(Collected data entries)

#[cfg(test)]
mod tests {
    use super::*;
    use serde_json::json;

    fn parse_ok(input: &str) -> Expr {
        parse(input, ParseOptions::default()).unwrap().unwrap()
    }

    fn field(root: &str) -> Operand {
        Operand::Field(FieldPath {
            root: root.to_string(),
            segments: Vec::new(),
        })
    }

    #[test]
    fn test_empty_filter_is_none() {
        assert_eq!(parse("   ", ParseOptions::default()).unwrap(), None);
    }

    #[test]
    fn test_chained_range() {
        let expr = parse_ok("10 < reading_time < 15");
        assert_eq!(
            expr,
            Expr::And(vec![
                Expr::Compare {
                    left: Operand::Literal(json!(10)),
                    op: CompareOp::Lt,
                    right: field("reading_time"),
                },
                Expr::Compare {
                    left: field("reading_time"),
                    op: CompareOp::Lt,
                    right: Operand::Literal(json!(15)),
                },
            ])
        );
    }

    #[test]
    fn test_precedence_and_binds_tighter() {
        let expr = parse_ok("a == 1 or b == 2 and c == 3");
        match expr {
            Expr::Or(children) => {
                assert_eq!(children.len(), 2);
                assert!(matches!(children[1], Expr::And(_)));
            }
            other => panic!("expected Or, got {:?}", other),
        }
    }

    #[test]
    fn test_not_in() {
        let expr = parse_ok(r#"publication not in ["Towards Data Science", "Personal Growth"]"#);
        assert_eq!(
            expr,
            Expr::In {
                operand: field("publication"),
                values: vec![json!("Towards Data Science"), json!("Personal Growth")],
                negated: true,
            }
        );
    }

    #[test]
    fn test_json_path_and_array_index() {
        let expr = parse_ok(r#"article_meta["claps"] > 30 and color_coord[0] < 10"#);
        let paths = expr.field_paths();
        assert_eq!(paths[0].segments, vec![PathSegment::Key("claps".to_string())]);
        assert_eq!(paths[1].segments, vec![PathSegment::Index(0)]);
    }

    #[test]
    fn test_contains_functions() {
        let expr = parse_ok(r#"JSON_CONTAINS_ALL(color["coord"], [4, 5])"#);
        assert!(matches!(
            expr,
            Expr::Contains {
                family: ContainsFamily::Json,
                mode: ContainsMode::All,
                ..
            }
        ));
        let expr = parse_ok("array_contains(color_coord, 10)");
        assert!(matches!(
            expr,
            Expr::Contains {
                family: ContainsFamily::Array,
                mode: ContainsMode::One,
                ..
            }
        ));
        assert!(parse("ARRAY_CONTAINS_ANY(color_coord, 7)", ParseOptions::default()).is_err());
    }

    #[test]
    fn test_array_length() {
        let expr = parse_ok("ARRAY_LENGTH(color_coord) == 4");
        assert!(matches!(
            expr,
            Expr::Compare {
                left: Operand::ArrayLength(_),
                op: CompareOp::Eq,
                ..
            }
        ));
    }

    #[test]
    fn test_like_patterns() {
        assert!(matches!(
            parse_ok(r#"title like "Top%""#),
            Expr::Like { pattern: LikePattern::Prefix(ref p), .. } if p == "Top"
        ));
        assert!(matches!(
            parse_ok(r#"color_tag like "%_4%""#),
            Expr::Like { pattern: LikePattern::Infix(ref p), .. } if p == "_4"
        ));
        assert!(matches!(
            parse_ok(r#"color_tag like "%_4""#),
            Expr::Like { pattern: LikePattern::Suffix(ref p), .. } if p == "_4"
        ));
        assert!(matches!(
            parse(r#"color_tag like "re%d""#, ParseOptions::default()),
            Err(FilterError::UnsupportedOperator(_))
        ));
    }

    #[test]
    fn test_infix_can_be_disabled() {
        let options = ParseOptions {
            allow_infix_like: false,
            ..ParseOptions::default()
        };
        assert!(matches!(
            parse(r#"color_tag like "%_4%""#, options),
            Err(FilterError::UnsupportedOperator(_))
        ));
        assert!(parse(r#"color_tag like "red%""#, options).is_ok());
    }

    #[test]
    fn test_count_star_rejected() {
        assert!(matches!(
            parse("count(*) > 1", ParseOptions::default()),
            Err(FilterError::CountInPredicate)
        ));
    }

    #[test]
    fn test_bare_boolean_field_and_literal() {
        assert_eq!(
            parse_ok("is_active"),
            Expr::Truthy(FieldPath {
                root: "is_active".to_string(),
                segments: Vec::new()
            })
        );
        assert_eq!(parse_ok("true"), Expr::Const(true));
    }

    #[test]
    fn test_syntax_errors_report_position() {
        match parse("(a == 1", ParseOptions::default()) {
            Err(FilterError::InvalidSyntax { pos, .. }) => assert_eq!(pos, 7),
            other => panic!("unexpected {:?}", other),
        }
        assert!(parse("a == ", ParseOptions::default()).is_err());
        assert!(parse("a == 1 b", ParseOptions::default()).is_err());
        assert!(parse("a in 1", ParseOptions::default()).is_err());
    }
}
---
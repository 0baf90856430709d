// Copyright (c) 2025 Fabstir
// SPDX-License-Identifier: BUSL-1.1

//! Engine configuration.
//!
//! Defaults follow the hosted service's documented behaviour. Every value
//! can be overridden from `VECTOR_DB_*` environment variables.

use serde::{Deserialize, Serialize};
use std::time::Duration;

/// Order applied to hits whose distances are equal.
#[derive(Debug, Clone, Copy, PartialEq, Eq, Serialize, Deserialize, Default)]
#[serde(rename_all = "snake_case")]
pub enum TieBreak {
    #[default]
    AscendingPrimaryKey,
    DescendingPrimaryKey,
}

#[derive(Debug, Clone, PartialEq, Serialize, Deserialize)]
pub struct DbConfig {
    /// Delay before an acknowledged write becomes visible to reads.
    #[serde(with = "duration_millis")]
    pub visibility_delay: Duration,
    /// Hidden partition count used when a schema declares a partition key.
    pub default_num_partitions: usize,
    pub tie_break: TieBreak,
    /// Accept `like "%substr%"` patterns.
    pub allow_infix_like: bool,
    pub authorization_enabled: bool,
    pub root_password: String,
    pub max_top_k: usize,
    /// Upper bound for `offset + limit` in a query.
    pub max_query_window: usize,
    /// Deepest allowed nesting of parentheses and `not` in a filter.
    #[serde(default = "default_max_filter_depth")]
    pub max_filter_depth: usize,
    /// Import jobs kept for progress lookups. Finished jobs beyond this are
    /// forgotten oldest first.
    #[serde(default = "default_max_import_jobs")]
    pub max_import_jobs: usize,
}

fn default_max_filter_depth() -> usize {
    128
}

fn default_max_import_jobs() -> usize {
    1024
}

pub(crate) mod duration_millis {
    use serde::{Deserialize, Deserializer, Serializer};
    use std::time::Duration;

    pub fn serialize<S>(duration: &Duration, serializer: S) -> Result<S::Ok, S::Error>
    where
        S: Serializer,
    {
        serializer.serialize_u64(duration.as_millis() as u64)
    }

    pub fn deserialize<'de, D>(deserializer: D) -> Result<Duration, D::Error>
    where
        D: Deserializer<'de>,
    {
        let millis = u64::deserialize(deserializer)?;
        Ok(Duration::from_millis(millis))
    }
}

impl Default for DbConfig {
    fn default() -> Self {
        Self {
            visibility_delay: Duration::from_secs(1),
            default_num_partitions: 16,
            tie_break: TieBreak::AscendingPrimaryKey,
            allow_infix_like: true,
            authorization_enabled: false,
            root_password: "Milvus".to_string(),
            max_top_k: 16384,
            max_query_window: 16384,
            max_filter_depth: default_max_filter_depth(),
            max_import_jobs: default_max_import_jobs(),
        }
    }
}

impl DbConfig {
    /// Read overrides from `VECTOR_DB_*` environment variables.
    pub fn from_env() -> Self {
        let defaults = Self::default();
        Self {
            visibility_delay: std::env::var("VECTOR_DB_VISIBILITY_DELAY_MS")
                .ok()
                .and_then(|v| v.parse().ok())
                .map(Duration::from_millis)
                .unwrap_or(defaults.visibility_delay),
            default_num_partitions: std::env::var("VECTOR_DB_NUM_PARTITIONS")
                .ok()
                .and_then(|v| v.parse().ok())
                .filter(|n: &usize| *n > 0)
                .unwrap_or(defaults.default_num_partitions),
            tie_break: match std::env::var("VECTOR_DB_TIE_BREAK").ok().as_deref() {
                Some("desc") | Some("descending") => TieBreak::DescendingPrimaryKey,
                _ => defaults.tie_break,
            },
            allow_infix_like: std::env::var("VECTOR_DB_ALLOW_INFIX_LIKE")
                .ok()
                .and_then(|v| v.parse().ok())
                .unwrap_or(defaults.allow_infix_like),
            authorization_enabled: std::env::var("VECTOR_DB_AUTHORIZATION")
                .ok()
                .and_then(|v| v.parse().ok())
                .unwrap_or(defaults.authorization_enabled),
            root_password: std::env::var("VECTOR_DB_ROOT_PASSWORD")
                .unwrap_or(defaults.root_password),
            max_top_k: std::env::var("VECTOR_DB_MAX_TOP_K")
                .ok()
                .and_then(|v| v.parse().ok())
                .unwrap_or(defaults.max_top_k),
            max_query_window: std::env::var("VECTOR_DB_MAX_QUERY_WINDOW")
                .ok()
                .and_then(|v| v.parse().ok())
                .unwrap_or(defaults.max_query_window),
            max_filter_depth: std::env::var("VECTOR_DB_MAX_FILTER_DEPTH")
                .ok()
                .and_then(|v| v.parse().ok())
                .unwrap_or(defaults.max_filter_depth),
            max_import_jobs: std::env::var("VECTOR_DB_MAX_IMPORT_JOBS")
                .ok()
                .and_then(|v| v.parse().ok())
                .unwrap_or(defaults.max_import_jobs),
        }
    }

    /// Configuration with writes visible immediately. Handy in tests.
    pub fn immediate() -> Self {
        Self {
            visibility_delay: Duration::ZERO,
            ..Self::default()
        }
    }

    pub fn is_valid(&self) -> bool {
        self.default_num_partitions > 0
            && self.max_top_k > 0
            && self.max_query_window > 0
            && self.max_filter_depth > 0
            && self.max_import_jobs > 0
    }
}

The problem -
Search the data for "family" and list every line in which it occurs.

Solved exercise -
                family: ContainsFamily::Json,
                family: ContainsFamily::Array,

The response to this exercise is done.